By extensively characterizing the components of the batch systems, we identified potential drivers of alpha that were specific to each AuNP surface treatment, and we used machine learning to identify a subset of system characteristics that could be used to predict alpha trends generally. While the more granular analysis by surface treatment revealed some explicit connections between AuNP coatings and extrinsic AuNP properties (e.g., electrophoretic mobility, hydrodynamic diameter), soil extract properties (e.g., pH), and soil properties (e.g., oxalate-extractable aluminum, median soil diameter, soil organic carbon), the more conservative machine-learning approach identified only characteristics relating to solution chemistry as important to the prediction of alpha. Indeed, the model predicted high, intermediate, and low alphas with more than 75 percent accuracy based on system characteristics, but performance suffered most for the mid-range alphas, suggesting that further optimization is needed to identify underlying factors affecting intermediate attachment efficiency.

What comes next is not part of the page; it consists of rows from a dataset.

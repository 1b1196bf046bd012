use anyhow::{anyhow, Context, Result};
use bytemuck::bytes_of;
use log::{debug, warn};
use wgpu::util::DeviceExt;

use crate::geometry::{CrystalGeometry, INTERLEAVED_STRIDE};
use crate::host::FrameRenderer;
use crate::scene::{CrystalMesh, CrystalScene};

use super::common::{CameraParams, GlobalUniform, LightParams, ObjectConstants};
use super::shared::SHADER;

const VERTEX_ATTRIBUTES: [wgpu::VertexAttribute; 3] = [
    wgpu::VertexAttribute {
        format: wgpu::VertexFormat::Float32x3,
        offset: 0,
        shader_location: 0,
    },
    wgpu::VertexAttribute {
        format: wgpu::VertexFormat::Float32x3,
        offset: (3 * std::mem::size_of::<f32>()) as u64,
        shader_location: 1,
    },
    wgpu::VertexAttribute {
        format: wgpu::VertexFormat::Float32x3,
        offset: (6 * std::mem::size_of::<f32>()) as u64,
        shader_location: 2,
    },
];

const VERTEX_STRIDE: u64 = (INTERLEAVED_STRIDE * std::mem::size_of::<f32>()) as u64;

/// GPU renderer backed by wgpu that draws a single crystal mesh.
pub struct Renderer {
    surface: wgpu::Surface<'static>,
    device: wgpu::Device,
    queue: wgpu::Queue,
    config: wgpu::SurfaceConfiguration,
    depth: DepthBuffer,
    pipeline: wgpu::RenderPipeline,
    global_buffer: wgpu::Buffer,
    global_bind_group: wgpu::BindGroup,
    object_buffer: wgpu::Buffer,
    object_bind_group: wgpu::BindGroup,
    mesh: Option<MeshBuffers>,
    disposed: bool,
}

impl Renderer {
    /// Initializes the GPU renderer for a window or canvas of the given size.
    pub async fn new(
        target: impl Into<wgpu::SurfaceTarget<'static>>,
        width: u32,
        height: u32,
    ) -> Result<Self> {
        if width == 0 || height == 0 {
            return Err(anyhow!("surface has zero area"));
        }

        let backends = if cfg!(target_arch = "wasm32") {
            wgpu::Backends::BROWSER_WEBGPU | wgpu::Backends::GL
        } else {
            wgpu::Backends::PRIMARY
        };
        let instance = wgpu::Instance::new(&wgpu::InstanceDescriptor {
            backends,
            ..Default::default()
        });
        let surface = instance
            .create_surface(target)
            .context("failed to create rendering surface")?;

        let adapter = instance
            .request_adapter(&wgpu::RequestAdapterOptions {
                power_preference: wgpu::PowerPreference::HighPerformance,
                compatible_surface: Some(&surface),
                force_fallback_adapter: false,
            })
            .await
            .context("failed to acquire GPU adapter")?;

        let device_descriptor = wgpu::DeviceDescriptor {
            label: Some("crystal-device"),
            required_features: wgpu::Features::empty(),
            required_limits: wgpu::Limits::downlevel_webgl2_defaults()
                .using_resolution(adapter.limits()),
            experimental_features: Default::default(),
            memory_hints: Default::default(),
            trace: Default::default(),
        };
        let (device, queue) = adapter
            .request_device(&device_descriptor)
            .await
            .context("failed to create GPU device")?;

        let surface_caps = surface.get_capabilities(&adapter);
        let surface_format = surface_caps
            .formats
            .iter()
            .find(|format| format.is_srgb())
            .or_else(|| surface_caps.formats.first())
            .copied()
            .ok_or_else(|| anyhow!("surface reports no supported formats"))?;
        let alpha_mode = surface_caps
            .alpha_modes
            .first()
            .copied()
            .unwrap_or(wgpu::CompositeAlphaMode::Auto);

        let config = wgpu::SurfaceConfiguration {
            usage: wgpu::TextureUsages::RENDER_ATTACHMENT,
            format: surface_format,
            width,
            height,
            present_mode: wgpu::PresentMode::Fifo,
            desired_maximum_frame_latency: 2,
            alpha_mode,
            view_formats: vec![],
        };
        surface.configure(&device, &config);

        let depth = DepthBuffer::create(&device, config.width, config.height);

        let shader = device.create_shader_module(wgpu::ShaderModuleDescriptor {
            label: Some("crystal-shader"),
            source: wgpu::ShaderSource::Wgsl(SHADER.into()),
        });

        let global_layout = uniform_layout(&device, "global-bind-layout");
        let object_layout = uniform_layout(&device, "object-bind-layout");

        let pipeline_layout = device.create_pipeline_layout(&wgpu::PipelineLayoutDescriptor {
            label: Some("crystal-pipeline-layout"),
            bind_group_layouts: &[&global_layout, &object_layout],
            push_constant_ranges: &[],
        });

        let global_buffer = device.create_buffer(&wgpu::BufferDescriptor {
            label: Some("global-uniform"),
            size: std::mem::size_of::<GlobalUniform>() as u64,
            usage: wgpu::BufferUsages::UNIFORM | wgpu::BufferUsages::COPY_DST,
            mapped_at_creation: false,
        });
        let global_bind_group = device.create_bind_group(&wgpu::BindGroupDescriptor {
            label: Some("global-bind-group"),
            layout: &global_layout,
            entries: &[wgpu::BindGroupEntry {
                binding: 0,
                resource: global_buffer.as_entire_binding(),
            }],
        });

        let object_buffer = device.create_buffer(&wgpu::BufferDescriptor {
            label: Some("object-uniform"),
            size: std::mem::size_of::<ObjectConstants>() as u64,
            usage: wgpu::BufferUsages::UNIFORM | wgpu::BufferUsages::COPY_DST,
            mapped_at_creation: false,
        });
        let object_bind_group = device.create_bind_group(&wgpu::BindGroupDescriptor {
            label: Some("object-bind-group"),
            layout: &object_layout,
            entries: &[wgpu::BindGroupEntry {
                binding: 0,
                resource: object_buffer.as_entire_binding(),
            }],
        });

        let pipeline = device.create_render_pipeline(&wgpu::RenderPipelineDescriptor {
            label: Some("crystal-pipeline"),
            layout: Some(&pipeline_layout),
            vertex: wgpu::VertexState {
                module: &shader,
                entry_point: Some("vs_main"),
                compilation_options: Default::default(),
                buffers: &[wgpu::VertexBufferLayout {
                    array_stride: VERTEX_STRIDE,
                    step_mode: wgpu::VertexStepMode::Vertex,
                    attributes: &VERTEX_ATTRIBUTES,
                }],
            },
            primitive: wgpu::PrimitiveState {
                topology: wgpu::PrimitiveTopology::TriangleList,
                front_face: wgpu::FrontFace::Ccw,
                cull_mode: None,
                polygon_mode: wgpu::PolygonMode::Fill,
                ..Default::default()
            },
            depth_stencil: Some(wgpu::DepthStencilState {
                format: DepthBuffer::FORMAT,
                depth_write_enabled: true,
                depth_compare: wgpu::CompareFunction::Less,
                stencil: Default::default(),
                bias: Default::default(),
            }),
            multisample: wgpu::MultisampleState::default(),
            fragment: Some(wgpu::FragmentState {
                module: &shader,
                entry_point: Some("fs_main"),
                compilation_options: Default::default(),
                targets: &[Some(wgpu::ColorTargetState {
                    format: surface_format,
                    blend: Some(wgpu::BlendState::ALPHA_BLENDING),
                    write_mask: wgpu::ColorWrites::ALL,
                })],
            }),
            multiview: None,
            cache: None,
        });

        Ok(Self {
            surface,
            device,
            queue,
            config,
            depth,
            pipeline,
            global_buffer,
            global_bind_group,
            object_buffer,
            object_bind_group,
            mesh: None,
            disposed: false,
        })
    }

    pub fn size(&self) -> (u32, u32) {
        (self.config.width, self.config.height)
    }

    fn draw(&mut self, scene: &CrystalScene) -> Result<()> {
        let Some(mesh) = self.mesh.as_ref() else {
            return Ok(());
        };

        let globals = GlobalUniform::new(
            &CameraParams::from_scene(scene),
            &LightParams::from_scene(scene),
        );
        self.queue
            .write_buffer(&self.global_buffer, 0, bytes_of(&globals));
        let constants = ObjectConstants::new(&scene.crystal);
        self.queue
            .write_buffer(&self.object_buffer, 0, bytes_of(&constants));

        let output = match self.surface.get_current_texture() {
            Ok(output) => output,
            Err(wgpu::SurfaceError::Lost | wgpu::SurfaceError::Outdated) => {
                self.surface.configure(&self.device, &self.config);
                return Ok(());
            }
            Err(wgpu::SurfaceError::OutOfMemory) => {
                return Err(anyhow!("GPU is out of memory"));
            }
            Err(err) => {
                warn!("{err}; retrying next frame");
                return Ok(());
            }
        };
        let view = output
            .texture
            .create_view(&wgpu::TextureViewDescriptor::default());
        let mut encoder = self
            .device
            .create_command_encoder(&wgpu::CommandEncoderDescriptor {
                label: Some("crystal-encoder"),
            });

        let background = scene.background.as_dvec3();
        let mut pass = encoder.begin_render_pass(&wgpu::RenderPassDescriptor {
            label: Some("crystal-pass"),
            color_attachments: &[Some(wgpu::RenderPassColorAttachment {
                view: &view,
                depth_slice: None,
                resolve_target: None,
                ops: wgpu::Operations {
                    load: wgpu::LoadOp::Clear(wgpu::Color {
                        r: background.x,
                        g: background.y,
                        b: background.z,
                        a: 0.0,
                    }),
                    store: wgpu::StoreOp::Store,
                },
            })],
            depth_stencil_attachment: Some(wgpu::RenderPassDepthStencilAttachment {
                view: &self.depth.view,
                depth_ops: Some(wgpu::Operations {
                    load: wgpu::LoadOp::Clear(1.0),
                    store: wgpu::StoreOp::Store,
                }),
                stencil_ops: None,
            }),
            timestamp_writes: None,
            occlusion_query_set: None,
        });

        pass.set_pipeline(&self.pipeline);
        pass.set_bind_group(0, &self.global_bind_group, &[]);
        pass.set_bind_group(1, &self.object_bind_group, &[]);
        pass.set_vertex_buffer(0, mesh.vertex.slice(..));
        pass.set_index_buffer(mesh.index.slice(..), wgpu::IndexFormat::Uint32);
        pass.draw_indexed(0..mesh.index_count, 0, 0..1);

        drop(pass);
        self.queue.submit(std::iter::once(encoder.finish()));
        output.present();
        Ok(())
    }
}

impl FrameRenderer for Renderer {
    fn upload_crystal(&mut self, mesh: &CrystalMesh) -> Result<()> {
        if self.disposed {
            return Err(anyhow!("renderer has been disposed"));
        }
        self.mesh = Some(MeshBuffers::from_geometry(
            &self.device,
            &mesh.geometry,
            "crystal",
        )?);
        Ok(())
    }

    fn render(&mut self, scene: &CrystalScene) -> Result<()> {
        if self.disposed {
            return Ok(());
        }
        self.draw(scene)
    }

    /// Resizes the swap chain to match the new dimensions.
    fn resize(&mut self, width: u32, height: u32) {
        if self.disposed || width == 0 || height == 0 {
            return;
        }
        self.config.width = width;
        self.config.height = height;
        self.surface.configure(&self.device, &self.config);
        self.depth = DepthBuffer::create(&self.device, width, height);
    }

    fn dispose(&mut self) {
        if self.disposed {
            return;
        }
        if let Some(mesh) = self.mesh.take() {
            mesh.vertex.destroy();
            mesh.index.destroy();
        }
        self.global_buffer.destroy();
        self.object_buffer.destroy();
        self.device.destroy();
        self.disposed = true;
        debug!("renderer disposed");
    }
}

fn uniform_layout(device: &wgpu::Device, label: &str) -> wgpu::BindGroupLayout {
    device.create_bind_group_layout(&wgpu::BindGroupLayoutDescriptor {
        label: Some(label),
        entries: &[wgpu::BindGroupLayoutEntry {
            binding: 0,
            visibility: wgpu::ShaderStages::VERTEX_FRAGMENT,
            ty: wgpu::BindingType::Buffer {
                ty: wgpu::BufferBindingType::Uniform,
                has_dynamic_offset: false,
                min_binding_size: None,
            },
            count: None,
        }],
    })
}

struct MeshBuffers {
    vertex: wgpu::Buffer,
    index: wgpu::Buffer,
    index_count: u32,
}

impl MeshBuffers {
    fn from_geometry(device: &wgpu::Device, geometry: &CrystalGeometry, label: &str) -> Result<Self> {
        if geometry.indices.is_empty() {
            return Err(anyhow!("{label} mesh has no triangles"));
        }
        let vertices = geometry.interleaved();
        let vertex = device.create_buffer_init(&wgpu::util::BufferInitDescriptor {
            label: Some(&format!("{label}-vertices")),
            contents: bytemuck::cast_slice(&vertices),
            usage: wgpu::BufferUsages::VERTEX,
        });
        let index = device.create_buffer_init(&wgpu::util::BufferInitDescriptor {
            label: Some(&format!("{label}-indices")),
            contents: bytemuck::cast_slice(&geometry.indices),
            usage: wgpu::BufferUsages::INDEX,
        });
        Ok(Self {
            vertex,
            index,
            index_count: geometry.indices.len() as u32,
        })
    }
}

struct DepthBuffer {
    _texture: wgpu::Texture,
    view: wgpu::TextureView,
}

impl DepthBuffer {
    const FORMAT: wgpu::TextureFormat = wgpu::TextureFormat::Depth24Plus;

    fn create(device: &wgpu::Device, width: u32, height: u32) -> Self {
        let texture = device.create_texture(&wgpu::TextureDescriptor {
            label: Some("depth-texture"),
            size: wgpu::Extent3d {
                width: width.max(1),
                height: height.max(1),
                depth_or_array_layers: 1,
            },
            mip_level_count: 1,
            sample_count: 1,
            dimension: wgpu::TextureDimension::D2,
            format: Self::FORMAT,
            usage: wgpu::TextureUsages::RENDER_ATTACHMENT,
            view_formats: &[],
        });
        let view = texture.create_view(&wgpu::TextureViewDescriptor::default());
        Self {
            _texture: texture,
            view,
        }
    }
}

Finally, we determined that while trends in particle attachment efficiency were generally predictive of trends in AuNP concentrations and removal kinetics in the pore waters of soils, alpha trends were only predictive of relative accumulation of different AuNPs within the same soil and not predictive of the trends observed across soils. We attribute this lack of predictivity to soil compaction and waterlogging in soils with high clay or organic matter contents that led to non-uniform growth of plants across soils and a lack of vertical transport of AuNPs in all soils, ultimately resulting in discrepancies in the local AuNP concentrations to which root systems were exposed.
The work contained in this dissertation contributes to our understanding of factors driving NP mobility and bioavailability in soils by identifying an expected range of particle attachment efficiencies of soils possessing a broad range of characteristics with AuNPs stabilized with commonly used surface treatments. The methodologies and results generated as part of this work can be used to parameterize NP fate and transport models in the near term, while trends identified between alpha and system characteristics will inform hypothesis generation and enable elucidation of mechanisms driving NP mobility in environmental media in the long term.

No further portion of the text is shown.